Reports have leaked out this week that Uber is trialing a new pricing tier in California where the ride-share's customers can opt to wait longer for a less-expensive ride. By waiting a few more minutes, some customers could see a 25% reduction in fare.
At first blush, the new pricing tier seems like a good option for budget-conscious passengers or those less in a hurry. And there has been no backlash as of yet.
Hmm. Remind you of anything?
Last week, Net Neutrality officially came to an end amidst significant controversy. Members of the public and advocacy groups complained that an end to Net Neutrality rules would enable internet giants like Comcast, AT&T, Centurylink, and others to throttle content--in essence creating fast and slow lanes for customers who pay more for faster internet service--further widening the digital divide. We are glad to hear that most internet providers have pledged they won't throttle content.
There are direct parallels between the Net Neutrality debate and Uber's new pricing tier trials. So it begs the question: Why are consumers furious with the FCC, skeptical of internet giants, and yet willing to give Uber a free pass?
It's all about the brand.
For years, consumers have held a strong mistrust of government, hate the cable company, and have been let down by the taxi industry. We've seen YouTube videos of cable/internet installers sleeping on the job, showing up late, or showing poor customer service. Need something fixed? Your internet provider will show up between Noon and 4pm on a random Thursday--how inconvenient for anyone with an active schedule.

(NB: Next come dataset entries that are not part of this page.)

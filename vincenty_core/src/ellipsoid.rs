//! Reference ellipsoids.
//!
//! An [`Ellipsoid`] carries the semi-major axis `a`, the semi-minor axis `b` and the
//! flattening `f` separately. The solver uses all three exactly as given and does not
//! check that `b == a * (1 - f)`; call [`Ellipsoid::check`] if you want that guarantee.
//!
//! # Examples
//!
//! ```
//! use vincenty_core::{Ellipsoid, WGS84};
//!
//! assert_eq!(Ellipsoid::default(), WGS84);
//!
//! let sphere = Ellipsoid::from_flattening(6_371_000.0, 0.0);
//! assert_eq!(sphere.b, 6_371_000.0);
//! ```

use anyhow::{Result, ensure};
use serde::{Deserialize, Serialize};
use std::fmt::Display;

/// Maximum accepted mismatch between `b` and `a * (1 - f)` in [`Ellipsoid::check`], in meters.
const AXIS_TOLERANCE: f64 = 1e-3;

/// WGS84, the reference ellipsoid used by GPS.
pub const WGS84: Ellipsoid = Ellipsoid {
	a: 6_378_137.0,
	b: 6_356_752.314_245,
	f: 1.0 / 298.257_223_563,
};

/// An oblate ellipsoid of revolution.
#[derive(Clone, Copy, Debug, PartialEq, Deserialize, Serialize)]
#[serde(deny_unknown_fields)]
pub struct Ellipsoid {
	/// Semi-major (equatorial) axis in meters.
	pub a: f64,
	/// Semi-minor (polar) axis in meters.
	pub b: f64,
	/// Flattening `(a - b) / a`.
	pub f: f64,
}

impl Ellipsoid {
	/// Creates an ellipsoid from all three parameters, stored verbatim.
	#[must_use]
	pub const fn new(a: f64, b: f64, f: f64) -> Self {
		Self { a, b, f }
	}

	/// Creates an ellipsoid from its semi-major axis and flattening, deriving `b = a * (1 - f)`.
	///
	/// ```
	/// use vincenty_core::Ellipsoid;
	///
	/// let e = Ellipsoid::from_flattening(6_378_137.0, 1.0 / 298.257_223_563);
	/// assert!((e.b - 6_356_752.314_245).abs() < 1e-6);
	/// ```
	#[must_use]
	pub fn from_flattening(a: f64, f: f64) -> Self {
		Self { a, b: a * (1.0 - f), f }
	}

	/// `(a² - b²) / b²`, the squared second eccentricity.
	#[must_use]
	pub fn second_eccentricity_squared(&self) -> f64 {
		let b2 = self.b * self.b;
		(self.a * self.a - b2) / b2
	}

	/// Verifies that the three parameters describe one consistent oblate ellipsoid.
	///
	/// The distance computation never calls this. It is meant for callers that build
	/// ellipsoids from user input.
	pub fn check(&self) -> Result<()> {
		ensure!(self.a.is_finite() && self.a > 0.0, "semi-major axis ({}) must be > 0", self.a);
		ensure!(self.b.is_finite() && self.b > 0.0, "semi-minor axis ({}) must be > 0", self.b);
		ensure!(
			self.b <= self.a,
			"semi-minor axis ({}) must be <= semi-major axis ({})",
			self.b,
			self.a
		);
		ensure!(
			(0.0..1.0).contains(&self.f),
			"flattening ({}) must be in the range [0, 1)",
			self.f
		);
		let expected_b = self.a * (1.0 - self.f);
		ensure!(
			(self.b - expected_b).abs() <= AXIS_TOLERANCE,
			"semi-minor axis ({}) does not match a * (1 - f) ({expected_b})",
			self.b
		);
		Ok(())
	}
}

impl Default for Ellipsoid {
	fn default() -> Self {
		WGS84
	}
}

impl Display for Ellipsoid {
	fn fmt(&self, f: &mut std::fmt::Formatter<'_>) -> std::fmt::Result {
		write!(f, "a={} b={} f=1/{}", self.a, self.b, 1.0 / self.f)
	}
}

#[cfg(test)]
mod tests {
	use super::*;
	use approx::assert_relative_eq;
	use rstest::rstest;

	#[test]
	fn wgs84_constants() {
		assert_eq!(WGS84.a, 6_378_137.0);
		assert_eq!(WGS84.b, 6_356_752.314_245);
		assert_relative_eq!(1.0 / WGS84.f, 298.257_223_563, epsilon = 1e-9);
	}

	#[test]
	fn default_is_wgs84() {
		assert_eq!(Ellipsoid::default(), WGS84);
	}

	#[test]
	fn from_flattening_derives_b() {
		let e = Ellipsoid::from_flattening(WGS84.a, WGS84.f);
		assert_relative_eq!(e.b, WGS84.b, epsilon = 1e-6);
		assert_eq!(e.a, WGS84.a);
	}

	#[test]
	fn new_keeps_values_verbatim() {
		// inconsistent on purpose, the constructor must not correct it
		let e = Ellipsoid::new(10.0, 3.0, 0.5);
		assert_eq!((e.a, e.b, e.f), (10.0, 3.0, 0.5));
	}

	#[test]
	fn second_eccentricity() {
		assert_relative_eq!(WGS84.second_eccentricity_squared(), 0.006_739_496_742_3, epsilon = 1e-12);
		assert_eq!(Ellipsoid::from_flattening(1.0, 0.0).second_eccentricity_squared(), 0.0);
	}

	#[test]
	fn check_accepts_wgs84() {
		assert!(WGS84.check().is_ok());
	}

	#[rstest]
	#[case(Ellipsoid::new(-1.0, 1.0, 0.0), "semi-major axis (-1) must be > 0")]
	#[case(Ellipsoid::new(1.0, 0.0, 0.0), "semi-minor axis (0) must be > 0")]
	#[case(Ellipsoid::new(1.0, 2.0, 0.0), "semi-minor axis (2) must be <= semi-major axis (1)")]
	#[case(Ellipsoid::new(1.0, 1.0, 1.5), "flattening (1.5) must be in the range [0, 1)")]
	#[case(Ellipsoid::new(6_378_137.0, 6_356_000.0, WGS84.f), "does not match a * (1 - f)")]
	fn check_rejects(#[case] ellipsoid: Ellipsoid, #[case] message: &str) {
		let err = ellipsoid.check().unwrap_err().to_string();
		assert!(err.contains(message), "unexpected error: {err}");
	}

	#[test]
	fn display() {
		assert_eq!(
			Ellipsoid::new(2.0, 1.0, 0.5).to_string(),
			"a=2 b=1 f=1/2"
		);
	}
}
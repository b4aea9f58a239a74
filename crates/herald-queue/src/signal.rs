//! Work notification between producers and the consumer pool.

use std::sync::Arc;
use std::time::Duration;
use tokio::sync::Notify;

/// Wakes idle consumers when new work may be available.
///
/// Producers call [`notify_work`](WorkSignal::notify_work) after enqueueing;
/// consumers block in [`wait_for_work`](WorkSignal::wait_for_work). The wait
/// always carries a polling fallback: deferred retries coming due and
/// expired leases generate no notification, so a consumer must eventually
/// re-check the table on its own.
///
/// Cheap to clone; all clones share one notifier.
#[derive(Clone)]
pub struct WorkSignal {
    notify: Arc<Notify>,
}

impl WorkSignal {
    pub fn new() -> Self {
        Self {
            notify: Arc::new(Notify::new()),
        }
    }

    /// Signals that a job was enqueued. Wakes one waiting consumer; if none
    /// is waiting, the permit is stored so the next wait returns promptly.
    pub fn notify_work(&self) {
        self.notify.notify_one();
    }

    /// Waits until work may be available or `poll_interval` elapses.
    ///
    /// Returning says nothing about whether a job is actually claimable;
    /// the caller tries to claim and handles `None`.
    pub async fn wait_for_work(&self, poll_interval: Duration) {
        tokio::select! {
            _ = self.notify.notified() => {}
            _ = tokio::time::sleep(poll_interval) => {}
        }
    }
}

impl Default for WorkSignal {
    fn default() -> Self {
        Self::new()
    }
}
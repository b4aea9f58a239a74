//! The fan-out worker: per-job state machine and the consumer pool.

use crate::resolver::{notification_details, resolve_recipients, RecipientContext};
use herald_db::DbPool;
use herald_notify::{
    create_notification, set_delivery_status, CreateNotificationParams, CreateOutcome,
    NotificationRecord, NotifyError,
};
use herald_outbox::{get_record, mark_processed, OutboxError};
use herald_queue::{claim_next, complete, discard, fail, FanoutJob, QueueError, WorkSignal};
use herald_relay::{NotificationBus, RelayEnvelope};
use herald_social::{get_user, list_followers, post_author, SocialError};
use herald_types::{DeliveryStatus, DomainEvent, OutboxStatus};
use rusqlite::Connection;
use std::time::Duration;
use tokio::sync::watch;
use tokio::task::JoinHandle;
use uuid::Uuid;

/// Tunables for the worker pool.
#[derive(Debug, Clone, Copy)]
pub struct WorkerSettings {
    /// Number of concurrent consumer tasks.
    pub concurrency: usize,
    /// Attempts per job before exhaustion.
    pub max_attempts: u32,
    /// Base delay for exponential retry backoff.
    pub backoff_base_ms: i64,
    /// Lease duration while a job is held.
    pub lease_ms: i64,
    /// Polling fallback interval when no work notification arrives.
    pub poll_interval_ms: u64,
}

impl Default for WorkerSettings {
    fn default() -> Self {
        Self {
            concurrency: 5,
            max_attempts: herald_queue::DEFAULT_MAX_ATTEMPTS,
            backoff_base_ms: herald_queue::DEFAULT_BACKOFF_BASE_MS,
            lease_ms: herald_queue::DEFAULT_LEASE_MS,
            poll_interval_ms: 1_000,
        }
    }
}

/// Errors from processing a single fan-out job.
#[derive(Debug, thiserror::Error)]
pub enum FanoutError {
    /// The job references an outbox record that does not exist. Not
    /// retryable; the job is dropped.
    #[error("outbox record missing: {0}")]
    MissingRecord(String),

    #[error("outbox error: {0}")]
    Outbox(OutboxError),

    #[error("social store error: {0}")]
    Social(#[from] SocialError),

    #[error("notification store error: {0}")]
    Notify(#[from] NotifyError),
}

impl From<OutboxError> for FanoutError {
    fn from(e: OutboxError) -> Self {
        match e {
            OutboxError::NotFound(id) => Self::MissingRecord(id),
            other => Self::Outbox(other),
        }
    }
}

impl FanoutError {
    /// Whether re-running the job could possibly succeed.
    fn is_retryable(&self) -> bool {
        !matches!(self, Self::MissingRecord(_))
    }
}

/// What a single job execution did.
#[derive(Debug, Clone, Copy, Default, PartialEq, Eq)]
pub struct ProcessOutcome {
    /// The record was already processed; nothing was attempted.
    pub skipped: bool,
    /// Recipients resolved for this event.
    pub recipients: usize,
    /// Notification records newly created by this execution.
    pub created: usize,
    /// Newly created records successfully handed to the relay.
    pub emitted: usize,
}

/// Executes the fan-out state machine for one claimed job.
///
/// Every step tolerates re-execution: a processed record short-circuits,
/// per-recipient creates absorb duplicates from earlier attempts, and the
/// relay only fires for records created by *this* execution. An error
/// anywhere before the final transition leaves the record `PENDING` so a
/// queue retry reruns the whole sequence.
pub fn process_job(
    conn: &Connection,
    job: &FanoutJob,
    bus: &NotificationBus,
) -> Result<ProcessOutcome, FanoutError> {
    // 1. Load.
    let record = get_record(conn, &job.outbox_event_id)?;

    // 2. Duplicate delivery of an already-processed record succeeds
    //    immediately.
    if record.status == OutboxStatus::Processed {
        tracing::debug!(event_id = %record.event_id, "record already processed, skipping");
        return Ok(ProcessOutcome {
            skipped: true,
            ..ProcessOutcome::default()
        });
    }

    // A payload this build cannot decode (version skew) resolves to zero
    // recipients; the job must complete, not spin in retries.
    let event = match record.decode_payload() {
        Ok(event) => event,
        Err(e) => {
            tracing::warn!(
                event_id = %record.event_id,
                event_type = %record.event_type,
                "undecodable outbox payload, completing with no recipients: {}",
                e
            );
            mark_processed(conn, &record.event_id)?;
            return Ok(ProcessOutcome::default());
        }
    };

    // 3. Resolve recipients from explicitly fetched context.
    let ctx = build_context(conn, &event)?;
    let recipients = resolve_recipients(&event, &ctx);

    // 4. Create one notification per recipient, absorbing duplicates from
    //    prior attempts.
    let actor_name = actor_display_name(conn, event.actor_id())?;
    let (notification_type, entity_kind, message) = notification_details(&event, &actor_name);

    let mut created: Vec<NotificationRecord> = Vec::new();
    for recipient in &recipients {
        let params = CreateNotificationParams {
            notification_id: Uuid::new_v4().to_string(),
            recipient_user_id: recipient.clone(),
            notification_type,
            actor_id: event.actor_id().to_string(),
            source_entity_id: event.entity_id().to_string(),
            source_entity_kind: entity_kind,
            message: message.clone(),
            outbox_event_id: record.event_id.clone(),
        };
        match create_notification(conn, &params)? {
            CreateOutcome::Created(notification) => created.push(notification),
            CreateOutcome::AlreadyExists => {
                tracing::debug!(
                    event_id = %record.event_id,
                    recipient = %recipient,
                    "recipient already notified by an earlier attempt"
                );
            }
        }
    }

    // 5. Best-effort relay of this execution's new records. Failure is
    //    recorded per notification and never fails the job; the pull
    //    channel remains authoritative.
    let mut emitted = 0;
    for notification in &created {
        let envelope = RelayEnvelope {
            recipient_user_id: notification.recipient_user_id.clone(),
            notification: notification.clone(),
        };
        let status = match bus.publish(envelope) {
            Ok(_) => {
                emitted += 1;
                DeliveryStatus::Emitted
            }
            Err(e) => {
                tracing::warn!(
                    notification_id = %notification.notification_id,
                    "relay publish failed, recipient will catch up via pull: {}",
                    e
                );
                DeliveryStatus::Failed
            }
        };
        set_delivery_status(conn, &notification.notification_id, status)?;
    }

    // 6. All recipients attempted (not necessarily all relayed): done.
    mark_processed(conn, &record.event_id)?;

    Ok(ProcessOutcome {
        skipped: false,
        recipients: recipients.len(),
        created: created.len(),
        emitted,
    })
}

/// Fetches the social context an event's resolution needs.
fn build_context(conn: &Connection, event: &DomainEvent) -> Result<RecipientContext, FanoutError> {
    match event {
        DomainEvent::PostCreated { actor_id, .. } => Ok(RecipientContext {
            followers: list_followers(conn, actor_id)?,
            entity_owner: None,
        }),
        DomainEvent::Followed { .. } => Ok(RecipientContext::default()),
        DomainEvent::Liked { entity_id, .. } | DomainEvent::Commented { entity_id, .. } => {
            let owner = match post_author(conn, entity_id)? {
                Some(owner) => owner,
                None => {
                    // Entity unknown to the store: fall back to reading the
                    // entity id as the owner id.
                    tracing::warn!(
                        entity_id = %entity_id,
                        "entity owner not found, treating entity id as the owner"
                    );
                    entity_id.clone()
                }
            };
            Ok(RecipientContext {
                followers: Vec::new(),
                entity_owner: Some(owner),
            })
        }
    }
}

/// Resolves the actor's display name, falling back to the raw id.
///
/// A missing actor row is permanent, so failing the job over it would just
/// burn retries; the raw id keeps the notification usable.
fn actor_display_name(conn: &Connection, actor_id: &str) -> Result<String, FanoutError> {
    match get_user(conn, actor_id) {
        Ok(user) => Ok(user.name),
        Err(SocialError::NotFound(_)) => {
            tracing::warn!(actor_id = %actor_id, "actor not found, using raw id in message");
            Ok(actor_id.to_string())
        }
        Err(e) => Err(e.into()),
    }
}

fn now_ms() -> i64 {
    chrono::Utc::now().timestamp_millis()
}

/// Spawns the consumer pool: `settings.concurrency` tasks pulling jobs from
/// the shared queue until `shutdown` flips to `true`.
///
/// Each consumer drains the queue (claim → process → resolve), then parks
/// on the work signal with a polling fallback. Store calls run inside
/// `spawn_blocking` so SQLite never blocks the async runtime.
pub fn spawn_workers(
    pool: DbPool,
    bus: NotificationBus,
    signal: WorkSignal,
    settings: WorkerSettings,
    shutdown: watch::Receiver<bool>,
) -> Vec<JoinHandle<()>> {
    (0..settings.concurrency)
        .map(|worker_id| {
            let pool = pool.clone();
            let bus = bus.clone();
            let signal = signal.clone();
            let mut shutdown = shutdown.clone();
            tokio::spawn(async move {
                tracing::debug!(worker_id, "fanout worker started");
                loop {
                    if *shutdown.borrow() {
                        break;
                    }

                    // Drain everything currently claimable.
                    loop {
                        if *shutdown.borrow() {
                            break;
                        }
                        match run_one(pool.clone(), bus.clone(), settings).await {
                            Ok(true) => continue,
                            Ok(false) => break,
                            Err(e) => {
                                tracing::error!(worker_id, "worker iteration failed: {}", e);
                                break;
                            }
                        }
                    }

                    tokio::select! {
                        changed = shutdown.changed() => {
                            if changed.is_err() || *shutdown.borrow() {
                                break;
                            }
                        }
                        _ = signal.wait_for_work(Duration::from_millis(settings.poll_interval_ms)) => {}
                    }
                }
                tracing::debug!(worker_id, "fanout worker stopped");
            })
        })
        .collect()
}

/// Claims and processes at most one job. Returns whether a job was claimed.
async fn run_one(
    pool: DbPool,
    bus: NotificationBus,
    settings: WorkerSettings,
) -> Result<bool, String> {
    tokio::task::spawn_blocking(move || {
        let conn = pool.get().map_err(|e| format!("pool error: {e}"))?;

        let job = match claim_next(&conn, now_ms(), settings.lease_ms)
            .map_err(|e| format!("claim error: {e}"))?
        {
            Some(job) => job,
            None => return Ok(false),
        };

        match process_job(&conn, &job, &bus) {
            Ok(outcome) => {
                complete(&conn, job.id).map_err(queue_err)?;
                tracing::info!(
                    job_key = %job.job_key,
                    skipped = outcome.skipped,
                    recipients = outcome.recipients,
                    created = outcome.created,
                    emitted = outcome.emitted,
                    "fanout job completed"
                );
            }
            Err(e) if !e.is_retryable() => {
                tracing::error!(job_key = %job.job_key, "dropping job: {}", e);
                discard(&conn, job.id, &e.to_string()).map_err(queue_err)?;
            }
            Err(e) => {
                tracing::warn!(
                    job_key = %job.job_key,
                    attempt = job.attempt,
                    "fanout job failed, scheduling retry: {}",
                    e
                );
                fail(&conn, &job, now_ms(), settings.backoff_base_ms, &e.to_string())
                    .map_err(queue_err)?;
            }
        }
        Ok(true)
    })
    .await
    .map_err(|e| format!("worker task join error: {e}"))?
}

fn queue_err(e: QueueError) -> String {
    format!("queue error: {e}")
}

Conversely, Uber disrupted the transportation industry, an industry ripe for change. How many times have you called for a taxi that never arrived? How many rides have you taken in cabs that were filthy, unsafe, or void of air conditioning on a hot July day? My last trip to Miami, I rode in a cab where the driver kept all his toiletries on display (razor, shaving cream, tooth brush, and other items) in his cupholder. Compare this experience to an Uber that arrives typically within a few minutes, is clean and comfortable, and is charged to your credit card.
It's laughable that the same people who protested the demise of Net Neutrality rules will likely be among the first to embrace Uber's pricing tiers (after all, we are a nation that reads the memes our algorithms serve, and we tend to cherrypick our ideologies). But Uber beware: Fame is fleeting and the public's sentiment can turn on a dime--or by waiting a few minutes more--a nickel.